Dataset entries
———
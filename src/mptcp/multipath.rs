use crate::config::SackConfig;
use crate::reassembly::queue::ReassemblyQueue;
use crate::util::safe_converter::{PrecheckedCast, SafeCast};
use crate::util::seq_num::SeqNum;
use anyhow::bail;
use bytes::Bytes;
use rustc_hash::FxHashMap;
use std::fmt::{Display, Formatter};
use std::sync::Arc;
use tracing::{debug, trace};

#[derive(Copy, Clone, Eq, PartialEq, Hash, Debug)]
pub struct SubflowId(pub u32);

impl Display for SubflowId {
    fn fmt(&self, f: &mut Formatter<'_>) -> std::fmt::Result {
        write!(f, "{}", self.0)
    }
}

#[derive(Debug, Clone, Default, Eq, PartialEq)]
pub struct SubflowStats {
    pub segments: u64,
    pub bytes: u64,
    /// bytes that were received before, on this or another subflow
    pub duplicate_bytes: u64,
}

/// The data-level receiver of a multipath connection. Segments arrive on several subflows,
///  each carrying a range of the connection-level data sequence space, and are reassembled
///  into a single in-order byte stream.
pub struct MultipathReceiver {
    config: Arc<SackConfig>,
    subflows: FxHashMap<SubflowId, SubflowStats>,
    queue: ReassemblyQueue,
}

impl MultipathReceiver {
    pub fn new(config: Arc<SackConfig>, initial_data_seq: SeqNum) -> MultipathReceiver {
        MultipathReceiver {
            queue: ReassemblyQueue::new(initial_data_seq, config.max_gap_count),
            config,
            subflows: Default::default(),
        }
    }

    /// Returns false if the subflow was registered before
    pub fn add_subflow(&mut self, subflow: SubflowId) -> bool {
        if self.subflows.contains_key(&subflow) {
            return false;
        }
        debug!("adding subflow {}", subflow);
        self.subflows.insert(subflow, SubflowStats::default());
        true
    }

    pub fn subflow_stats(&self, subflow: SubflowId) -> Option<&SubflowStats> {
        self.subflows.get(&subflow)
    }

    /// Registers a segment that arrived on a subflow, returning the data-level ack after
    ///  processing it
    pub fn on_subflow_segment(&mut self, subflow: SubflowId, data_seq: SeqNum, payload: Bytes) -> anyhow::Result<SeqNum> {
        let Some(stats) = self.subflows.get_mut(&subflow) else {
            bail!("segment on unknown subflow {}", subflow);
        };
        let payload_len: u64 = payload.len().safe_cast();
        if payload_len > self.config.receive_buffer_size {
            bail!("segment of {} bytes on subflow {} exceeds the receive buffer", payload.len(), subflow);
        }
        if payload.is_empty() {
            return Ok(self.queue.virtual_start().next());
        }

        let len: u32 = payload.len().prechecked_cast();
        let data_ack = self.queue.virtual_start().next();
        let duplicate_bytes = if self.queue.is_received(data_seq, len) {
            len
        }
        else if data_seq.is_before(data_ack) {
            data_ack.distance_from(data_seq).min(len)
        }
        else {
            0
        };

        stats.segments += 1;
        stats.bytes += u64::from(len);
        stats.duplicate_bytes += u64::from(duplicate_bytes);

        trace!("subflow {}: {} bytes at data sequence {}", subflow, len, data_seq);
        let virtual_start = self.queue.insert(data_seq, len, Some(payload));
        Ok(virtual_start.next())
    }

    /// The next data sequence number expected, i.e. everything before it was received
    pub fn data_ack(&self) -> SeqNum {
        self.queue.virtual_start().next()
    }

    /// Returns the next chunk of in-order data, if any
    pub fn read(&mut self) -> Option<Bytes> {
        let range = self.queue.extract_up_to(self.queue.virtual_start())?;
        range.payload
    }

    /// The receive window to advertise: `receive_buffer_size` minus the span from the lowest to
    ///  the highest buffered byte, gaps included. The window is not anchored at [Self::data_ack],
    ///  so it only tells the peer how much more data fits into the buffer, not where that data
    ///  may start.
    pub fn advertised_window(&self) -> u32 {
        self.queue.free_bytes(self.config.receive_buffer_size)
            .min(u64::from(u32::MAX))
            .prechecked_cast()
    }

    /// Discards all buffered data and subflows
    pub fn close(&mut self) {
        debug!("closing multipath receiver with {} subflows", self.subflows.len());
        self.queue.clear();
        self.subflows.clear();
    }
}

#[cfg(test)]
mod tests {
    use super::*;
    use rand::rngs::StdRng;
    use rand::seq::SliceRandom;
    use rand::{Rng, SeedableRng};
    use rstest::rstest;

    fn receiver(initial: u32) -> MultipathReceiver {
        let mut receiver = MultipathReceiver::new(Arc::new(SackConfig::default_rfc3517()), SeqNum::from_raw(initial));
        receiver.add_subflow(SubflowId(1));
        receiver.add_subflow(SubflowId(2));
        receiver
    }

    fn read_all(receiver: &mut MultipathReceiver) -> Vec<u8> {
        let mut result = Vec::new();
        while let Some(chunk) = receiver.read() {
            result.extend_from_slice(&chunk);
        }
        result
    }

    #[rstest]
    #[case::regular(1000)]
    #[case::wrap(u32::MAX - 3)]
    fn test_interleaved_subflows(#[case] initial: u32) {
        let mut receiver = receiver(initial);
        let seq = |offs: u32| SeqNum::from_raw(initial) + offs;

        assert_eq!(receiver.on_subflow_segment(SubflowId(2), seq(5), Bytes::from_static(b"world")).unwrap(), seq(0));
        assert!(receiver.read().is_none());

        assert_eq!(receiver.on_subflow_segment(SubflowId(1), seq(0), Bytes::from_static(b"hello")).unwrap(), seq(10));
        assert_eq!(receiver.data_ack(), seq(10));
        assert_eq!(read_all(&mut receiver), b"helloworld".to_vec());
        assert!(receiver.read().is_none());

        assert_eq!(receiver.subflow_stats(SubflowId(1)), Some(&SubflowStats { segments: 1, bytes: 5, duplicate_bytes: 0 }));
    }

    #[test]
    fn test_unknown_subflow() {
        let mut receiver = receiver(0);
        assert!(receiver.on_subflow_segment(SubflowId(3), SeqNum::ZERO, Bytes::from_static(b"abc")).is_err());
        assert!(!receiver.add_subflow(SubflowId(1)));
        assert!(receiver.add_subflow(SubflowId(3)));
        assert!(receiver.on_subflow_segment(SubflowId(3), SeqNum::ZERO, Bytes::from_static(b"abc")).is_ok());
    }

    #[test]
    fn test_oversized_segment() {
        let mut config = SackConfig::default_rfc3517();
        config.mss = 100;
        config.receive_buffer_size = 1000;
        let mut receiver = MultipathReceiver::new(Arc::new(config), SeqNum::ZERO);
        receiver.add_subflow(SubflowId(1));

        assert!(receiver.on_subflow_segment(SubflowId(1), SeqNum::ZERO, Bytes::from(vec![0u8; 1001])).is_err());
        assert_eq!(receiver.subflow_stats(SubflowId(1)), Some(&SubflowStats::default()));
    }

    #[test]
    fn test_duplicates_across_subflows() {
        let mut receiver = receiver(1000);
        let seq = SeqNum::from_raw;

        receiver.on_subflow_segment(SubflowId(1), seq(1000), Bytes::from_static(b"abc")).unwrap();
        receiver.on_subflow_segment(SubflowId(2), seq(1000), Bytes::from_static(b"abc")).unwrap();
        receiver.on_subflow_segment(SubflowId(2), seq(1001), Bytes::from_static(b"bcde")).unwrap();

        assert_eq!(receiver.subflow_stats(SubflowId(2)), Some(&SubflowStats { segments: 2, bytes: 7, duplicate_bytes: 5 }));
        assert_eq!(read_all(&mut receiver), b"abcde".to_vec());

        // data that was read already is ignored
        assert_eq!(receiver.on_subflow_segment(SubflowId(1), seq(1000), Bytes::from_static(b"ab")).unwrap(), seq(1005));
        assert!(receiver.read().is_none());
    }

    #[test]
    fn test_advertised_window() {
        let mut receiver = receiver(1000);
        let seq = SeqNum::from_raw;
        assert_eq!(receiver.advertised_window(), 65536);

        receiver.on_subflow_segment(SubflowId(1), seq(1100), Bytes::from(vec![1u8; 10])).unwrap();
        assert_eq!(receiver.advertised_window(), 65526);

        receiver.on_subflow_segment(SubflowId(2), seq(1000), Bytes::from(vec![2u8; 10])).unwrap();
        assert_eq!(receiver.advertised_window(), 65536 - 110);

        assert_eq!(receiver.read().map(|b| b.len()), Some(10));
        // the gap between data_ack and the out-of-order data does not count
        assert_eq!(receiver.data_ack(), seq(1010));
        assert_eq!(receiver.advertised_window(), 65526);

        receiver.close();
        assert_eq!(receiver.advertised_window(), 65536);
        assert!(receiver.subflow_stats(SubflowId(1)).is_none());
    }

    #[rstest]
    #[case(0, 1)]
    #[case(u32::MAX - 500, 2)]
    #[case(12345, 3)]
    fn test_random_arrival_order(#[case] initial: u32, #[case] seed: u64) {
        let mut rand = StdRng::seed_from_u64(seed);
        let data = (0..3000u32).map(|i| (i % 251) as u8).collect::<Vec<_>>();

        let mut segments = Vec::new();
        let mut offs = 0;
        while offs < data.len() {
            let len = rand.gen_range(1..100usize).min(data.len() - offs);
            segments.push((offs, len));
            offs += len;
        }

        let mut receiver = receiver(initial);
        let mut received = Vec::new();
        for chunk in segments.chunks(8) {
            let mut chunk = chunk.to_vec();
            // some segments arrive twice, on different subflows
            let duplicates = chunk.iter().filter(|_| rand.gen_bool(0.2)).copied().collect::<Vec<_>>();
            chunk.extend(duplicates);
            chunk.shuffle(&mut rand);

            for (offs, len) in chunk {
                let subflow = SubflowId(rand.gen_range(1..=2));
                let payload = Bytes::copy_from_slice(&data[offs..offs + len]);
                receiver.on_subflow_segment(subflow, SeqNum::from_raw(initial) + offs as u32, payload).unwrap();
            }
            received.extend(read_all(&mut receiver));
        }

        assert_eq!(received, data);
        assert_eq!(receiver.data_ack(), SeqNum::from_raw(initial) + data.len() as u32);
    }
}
———
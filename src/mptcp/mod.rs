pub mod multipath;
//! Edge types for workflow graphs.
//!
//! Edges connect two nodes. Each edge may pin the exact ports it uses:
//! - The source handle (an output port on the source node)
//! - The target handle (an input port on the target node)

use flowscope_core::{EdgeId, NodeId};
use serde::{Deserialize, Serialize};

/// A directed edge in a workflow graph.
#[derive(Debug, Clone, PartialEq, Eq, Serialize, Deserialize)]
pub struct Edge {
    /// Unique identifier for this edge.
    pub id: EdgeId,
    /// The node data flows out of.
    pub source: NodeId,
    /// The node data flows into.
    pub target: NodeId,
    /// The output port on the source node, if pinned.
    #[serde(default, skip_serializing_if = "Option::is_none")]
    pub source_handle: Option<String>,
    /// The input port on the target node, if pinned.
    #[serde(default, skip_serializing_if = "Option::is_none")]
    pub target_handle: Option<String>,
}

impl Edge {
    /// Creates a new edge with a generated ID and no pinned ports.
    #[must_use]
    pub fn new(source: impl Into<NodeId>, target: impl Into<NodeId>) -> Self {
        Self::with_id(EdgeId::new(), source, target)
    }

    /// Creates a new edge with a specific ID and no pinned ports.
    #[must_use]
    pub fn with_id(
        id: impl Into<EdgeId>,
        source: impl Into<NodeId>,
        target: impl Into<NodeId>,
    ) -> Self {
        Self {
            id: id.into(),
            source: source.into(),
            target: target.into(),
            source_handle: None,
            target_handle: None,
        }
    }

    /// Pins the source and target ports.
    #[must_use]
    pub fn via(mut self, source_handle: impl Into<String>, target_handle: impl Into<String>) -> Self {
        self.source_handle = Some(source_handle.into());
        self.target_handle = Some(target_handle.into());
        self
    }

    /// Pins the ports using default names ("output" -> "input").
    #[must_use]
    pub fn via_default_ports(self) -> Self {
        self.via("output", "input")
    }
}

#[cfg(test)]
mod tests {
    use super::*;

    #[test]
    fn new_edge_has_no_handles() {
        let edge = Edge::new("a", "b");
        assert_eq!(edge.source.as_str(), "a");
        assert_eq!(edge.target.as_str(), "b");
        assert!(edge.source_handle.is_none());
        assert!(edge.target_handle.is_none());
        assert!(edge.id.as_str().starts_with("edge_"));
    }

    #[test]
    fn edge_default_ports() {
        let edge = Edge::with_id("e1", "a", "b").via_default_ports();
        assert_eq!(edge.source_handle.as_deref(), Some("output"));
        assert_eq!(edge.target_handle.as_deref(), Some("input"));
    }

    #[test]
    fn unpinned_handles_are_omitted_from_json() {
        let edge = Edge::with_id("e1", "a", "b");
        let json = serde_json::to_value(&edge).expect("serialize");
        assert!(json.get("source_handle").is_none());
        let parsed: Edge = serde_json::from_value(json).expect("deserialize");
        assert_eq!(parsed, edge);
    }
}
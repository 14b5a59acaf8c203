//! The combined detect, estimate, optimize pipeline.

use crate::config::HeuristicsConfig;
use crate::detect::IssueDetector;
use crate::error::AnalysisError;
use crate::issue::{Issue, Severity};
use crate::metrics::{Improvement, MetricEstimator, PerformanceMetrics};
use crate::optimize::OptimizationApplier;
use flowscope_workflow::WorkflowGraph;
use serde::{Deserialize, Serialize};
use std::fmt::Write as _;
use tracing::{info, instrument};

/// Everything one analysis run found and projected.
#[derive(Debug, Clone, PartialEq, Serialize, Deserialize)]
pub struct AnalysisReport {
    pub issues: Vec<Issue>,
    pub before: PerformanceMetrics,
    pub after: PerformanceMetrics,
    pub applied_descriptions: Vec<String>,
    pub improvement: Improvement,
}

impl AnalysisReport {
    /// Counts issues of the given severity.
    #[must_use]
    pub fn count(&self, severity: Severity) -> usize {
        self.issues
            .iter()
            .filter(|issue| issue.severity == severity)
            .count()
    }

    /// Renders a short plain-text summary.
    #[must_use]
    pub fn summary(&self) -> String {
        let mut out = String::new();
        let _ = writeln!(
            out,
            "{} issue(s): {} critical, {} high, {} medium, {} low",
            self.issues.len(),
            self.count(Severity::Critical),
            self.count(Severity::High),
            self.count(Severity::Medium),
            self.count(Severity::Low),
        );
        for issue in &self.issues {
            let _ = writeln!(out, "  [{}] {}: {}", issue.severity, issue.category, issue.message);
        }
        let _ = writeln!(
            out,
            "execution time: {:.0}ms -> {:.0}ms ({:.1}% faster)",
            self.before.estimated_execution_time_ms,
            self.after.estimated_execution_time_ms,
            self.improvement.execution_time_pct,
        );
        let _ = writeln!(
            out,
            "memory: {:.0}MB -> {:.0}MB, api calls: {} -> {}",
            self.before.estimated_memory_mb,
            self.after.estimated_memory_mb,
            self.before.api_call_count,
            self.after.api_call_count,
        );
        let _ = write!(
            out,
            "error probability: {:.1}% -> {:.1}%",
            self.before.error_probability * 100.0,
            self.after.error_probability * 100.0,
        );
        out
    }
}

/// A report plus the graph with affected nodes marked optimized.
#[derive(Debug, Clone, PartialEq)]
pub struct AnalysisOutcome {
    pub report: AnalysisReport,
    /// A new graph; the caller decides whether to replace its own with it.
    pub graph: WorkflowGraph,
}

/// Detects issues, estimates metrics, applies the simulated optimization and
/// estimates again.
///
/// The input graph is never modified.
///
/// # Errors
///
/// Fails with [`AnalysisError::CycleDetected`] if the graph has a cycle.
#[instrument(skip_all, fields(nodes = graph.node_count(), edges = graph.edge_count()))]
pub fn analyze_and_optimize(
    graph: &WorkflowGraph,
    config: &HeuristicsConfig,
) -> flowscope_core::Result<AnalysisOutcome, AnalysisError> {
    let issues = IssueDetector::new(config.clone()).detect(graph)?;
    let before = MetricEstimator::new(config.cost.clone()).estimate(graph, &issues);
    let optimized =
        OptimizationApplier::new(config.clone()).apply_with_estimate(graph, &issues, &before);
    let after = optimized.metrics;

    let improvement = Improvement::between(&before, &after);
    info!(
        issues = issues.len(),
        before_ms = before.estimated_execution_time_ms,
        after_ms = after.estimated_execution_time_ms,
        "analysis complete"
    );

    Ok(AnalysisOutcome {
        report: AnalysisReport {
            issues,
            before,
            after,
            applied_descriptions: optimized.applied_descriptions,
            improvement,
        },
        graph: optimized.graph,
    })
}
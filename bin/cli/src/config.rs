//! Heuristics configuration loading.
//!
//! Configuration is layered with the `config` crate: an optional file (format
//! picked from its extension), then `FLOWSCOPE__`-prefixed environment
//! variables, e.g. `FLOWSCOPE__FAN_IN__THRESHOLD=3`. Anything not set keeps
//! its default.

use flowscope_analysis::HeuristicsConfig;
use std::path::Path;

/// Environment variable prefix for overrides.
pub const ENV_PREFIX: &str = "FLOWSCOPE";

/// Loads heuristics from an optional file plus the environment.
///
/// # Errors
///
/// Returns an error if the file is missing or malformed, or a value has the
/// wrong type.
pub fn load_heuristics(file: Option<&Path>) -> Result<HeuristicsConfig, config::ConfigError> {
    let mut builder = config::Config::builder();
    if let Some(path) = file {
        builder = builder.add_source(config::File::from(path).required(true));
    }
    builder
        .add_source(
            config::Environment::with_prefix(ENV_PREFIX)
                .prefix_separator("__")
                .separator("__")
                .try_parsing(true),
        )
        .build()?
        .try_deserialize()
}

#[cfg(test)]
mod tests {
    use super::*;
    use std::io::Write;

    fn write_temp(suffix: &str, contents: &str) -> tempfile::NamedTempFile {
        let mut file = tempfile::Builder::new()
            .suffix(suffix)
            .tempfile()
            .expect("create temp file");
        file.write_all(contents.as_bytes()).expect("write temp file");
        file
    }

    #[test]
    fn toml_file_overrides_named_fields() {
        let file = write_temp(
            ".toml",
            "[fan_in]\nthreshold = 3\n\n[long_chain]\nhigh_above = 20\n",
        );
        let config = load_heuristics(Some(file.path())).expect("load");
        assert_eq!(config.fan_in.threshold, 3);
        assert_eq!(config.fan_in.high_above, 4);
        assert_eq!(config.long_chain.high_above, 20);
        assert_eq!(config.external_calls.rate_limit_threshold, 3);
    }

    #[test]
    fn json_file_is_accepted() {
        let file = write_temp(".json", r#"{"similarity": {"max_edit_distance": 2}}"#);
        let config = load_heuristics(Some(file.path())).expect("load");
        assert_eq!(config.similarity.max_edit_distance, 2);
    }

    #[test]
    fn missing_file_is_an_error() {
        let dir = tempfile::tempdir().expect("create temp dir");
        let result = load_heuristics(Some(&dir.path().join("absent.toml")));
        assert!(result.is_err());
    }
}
———
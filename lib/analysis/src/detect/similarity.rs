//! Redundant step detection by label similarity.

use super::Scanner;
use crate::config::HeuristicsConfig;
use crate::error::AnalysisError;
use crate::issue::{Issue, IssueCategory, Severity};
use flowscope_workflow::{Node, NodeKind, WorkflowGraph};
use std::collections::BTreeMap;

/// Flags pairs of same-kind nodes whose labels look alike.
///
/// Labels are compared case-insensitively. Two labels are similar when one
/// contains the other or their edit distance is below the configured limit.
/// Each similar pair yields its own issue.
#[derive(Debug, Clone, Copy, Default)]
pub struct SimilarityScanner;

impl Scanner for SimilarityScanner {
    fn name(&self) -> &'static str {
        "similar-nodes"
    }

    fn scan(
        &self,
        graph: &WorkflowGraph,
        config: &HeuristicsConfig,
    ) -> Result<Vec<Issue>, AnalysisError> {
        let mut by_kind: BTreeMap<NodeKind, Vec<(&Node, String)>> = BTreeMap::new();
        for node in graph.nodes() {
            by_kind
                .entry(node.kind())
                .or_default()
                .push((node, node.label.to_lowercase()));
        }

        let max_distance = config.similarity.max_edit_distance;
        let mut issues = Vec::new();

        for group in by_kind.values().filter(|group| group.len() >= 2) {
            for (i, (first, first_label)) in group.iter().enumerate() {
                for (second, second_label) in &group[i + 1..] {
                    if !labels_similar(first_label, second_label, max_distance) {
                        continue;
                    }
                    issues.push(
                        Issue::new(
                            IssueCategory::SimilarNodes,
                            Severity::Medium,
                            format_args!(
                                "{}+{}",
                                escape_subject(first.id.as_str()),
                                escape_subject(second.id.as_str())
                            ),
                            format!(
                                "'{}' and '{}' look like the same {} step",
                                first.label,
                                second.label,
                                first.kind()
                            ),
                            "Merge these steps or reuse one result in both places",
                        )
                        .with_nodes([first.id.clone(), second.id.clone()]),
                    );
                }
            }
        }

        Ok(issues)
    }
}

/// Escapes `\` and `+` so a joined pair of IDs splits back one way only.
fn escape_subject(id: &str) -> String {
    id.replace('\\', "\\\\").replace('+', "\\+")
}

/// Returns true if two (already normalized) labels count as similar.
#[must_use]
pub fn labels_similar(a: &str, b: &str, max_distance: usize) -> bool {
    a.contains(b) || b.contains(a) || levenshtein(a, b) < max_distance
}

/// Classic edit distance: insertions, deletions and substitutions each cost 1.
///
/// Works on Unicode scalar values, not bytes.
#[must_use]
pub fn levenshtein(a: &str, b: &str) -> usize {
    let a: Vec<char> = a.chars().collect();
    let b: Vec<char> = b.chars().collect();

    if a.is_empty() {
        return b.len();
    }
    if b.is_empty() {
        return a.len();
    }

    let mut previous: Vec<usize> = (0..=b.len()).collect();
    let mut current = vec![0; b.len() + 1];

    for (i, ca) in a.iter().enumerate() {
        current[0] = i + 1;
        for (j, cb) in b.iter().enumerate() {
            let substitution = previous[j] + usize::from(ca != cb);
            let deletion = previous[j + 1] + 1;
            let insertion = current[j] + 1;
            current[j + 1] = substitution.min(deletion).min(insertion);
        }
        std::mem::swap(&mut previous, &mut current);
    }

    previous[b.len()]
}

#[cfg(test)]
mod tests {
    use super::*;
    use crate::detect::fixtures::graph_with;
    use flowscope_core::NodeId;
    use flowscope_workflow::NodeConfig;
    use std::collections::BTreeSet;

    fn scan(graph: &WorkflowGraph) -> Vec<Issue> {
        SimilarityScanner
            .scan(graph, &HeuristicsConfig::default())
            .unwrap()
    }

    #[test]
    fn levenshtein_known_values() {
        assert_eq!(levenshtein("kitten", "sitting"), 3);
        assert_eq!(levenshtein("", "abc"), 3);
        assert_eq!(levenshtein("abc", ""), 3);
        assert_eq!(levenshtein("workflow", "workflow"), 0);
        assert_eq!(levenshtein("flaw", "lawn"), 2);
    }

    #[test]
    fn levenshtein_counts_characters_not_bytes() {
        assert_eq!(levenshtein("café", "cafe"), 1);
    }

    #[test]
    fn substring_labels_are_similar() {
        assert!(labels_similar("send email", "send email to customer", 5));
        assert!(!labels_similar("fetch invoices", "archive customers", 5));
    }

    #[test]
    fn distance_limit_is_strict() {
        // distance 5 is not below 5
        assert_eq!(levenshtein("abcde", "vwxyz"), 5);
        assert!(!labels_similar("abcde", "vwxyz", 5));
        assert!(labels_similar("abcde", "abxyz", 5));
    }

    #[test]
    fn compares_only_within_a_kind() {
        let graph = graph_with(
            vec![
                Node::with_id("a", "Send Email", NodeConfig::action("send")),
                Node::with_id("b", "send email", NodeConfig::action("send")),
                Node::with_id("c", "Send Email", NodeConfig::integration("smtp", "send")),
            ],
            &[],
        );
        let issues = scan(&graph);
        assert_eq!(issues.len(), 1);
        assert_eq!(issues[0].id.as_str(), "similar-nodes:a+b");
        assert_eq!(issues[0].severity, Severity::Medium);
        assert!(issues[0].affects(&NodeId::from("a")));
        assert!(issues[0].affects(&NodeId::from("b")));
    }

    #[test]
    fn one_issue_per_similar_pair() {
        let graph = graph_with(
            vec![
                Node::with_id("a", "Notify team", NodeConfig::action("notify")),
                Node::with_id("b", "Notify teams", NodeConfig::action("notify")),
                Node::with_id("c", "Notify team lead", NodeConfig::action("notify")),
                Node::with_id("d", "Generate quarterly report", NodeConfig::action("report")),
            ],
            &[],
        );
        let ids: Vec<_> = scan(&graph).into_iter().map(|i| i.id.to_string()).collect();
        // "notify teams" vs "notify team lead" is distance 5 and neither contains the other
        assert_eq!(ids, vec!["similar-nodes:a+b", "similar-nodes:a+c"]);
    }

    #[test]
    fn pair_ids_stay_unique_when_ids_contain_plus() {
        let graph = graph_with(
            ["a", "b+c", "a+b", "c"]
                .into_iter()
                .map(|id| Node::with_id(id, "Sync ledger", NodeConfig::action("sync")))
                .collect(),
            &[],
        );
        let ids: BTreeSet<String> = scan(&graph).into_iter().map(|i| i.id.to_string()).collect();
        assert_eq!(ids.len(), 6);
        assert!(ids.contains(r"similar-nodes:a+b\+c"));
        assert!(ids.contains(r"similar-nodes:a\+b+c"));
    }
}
———
PROBLEM: Lines containing the word "affects" are to be located in the entries and copied.

EXERCISE ANSWER:
        assert!(issues[0].affects(&NodeId::from("a")));
        assert!(issues[0].affects(&NodeId::from("b")));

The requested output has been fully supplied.